Task details: In the data below, find the line containing "let config = match"; reproduce that line and all subsequent lines exactly, and nothing else.

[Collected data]

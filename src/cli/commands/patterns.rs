//! Patterns command implementation
//!
//! Lists the loaded pattern catalog in evaluation order.

use crate::cli::commands::{build_catalog, resolve_config};
use clap::Args;

/// Arguments for the patterns command
#[derive(Args, Debug)]
pub struct PatternsArgs {}

impl PatternsArgs {
    /// Execute the patterns command
    pub async fn execute(&self, config_path: &str) -> anyhow::Result<i32> {
        let config = match resolve_config(config_path) {
            Ok(c) => c,
            Err(e) => {
                eprintln!("Configuration error: {e}");
                return Ok(2);
            }
        };

        let catalog = build_catalog(&config)?;
        println!("{} rule(s) loaded, in evaluation order:", catalog.len());
        println!();
        for rule in catalog.rules() {
            println!(
                "  {:<20} {:<14} category {:>2}  confidence {:.2}",
                rule.name,
                rule.phi_type.label(),
                rule.regulatory_category,
                rule.base_confidence
            );
        }
        Ok(0)
    }
}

Response area:
        let config = match resolve_config(config_path) {
            Ok(c) => c,
            Err(e) => {
                eprintln!("Configuration error: {e}");
                return Ok(2);
            }
        };

        let catalog = build_catalog(&config)?;
        println!("{} rule(s) loaded, in evaluation order:", catalog.len());
        println!();
        for rule in catalog.rules() {
            println!(
                "  {:<20} {:<14} category {:>2}  confidence {:.2}",
                rule.name,
                rule.phi_type.label(),
                rule.regulatory_category,
                rule.base_confidence
            );
        }
        Ok(0)
    }
}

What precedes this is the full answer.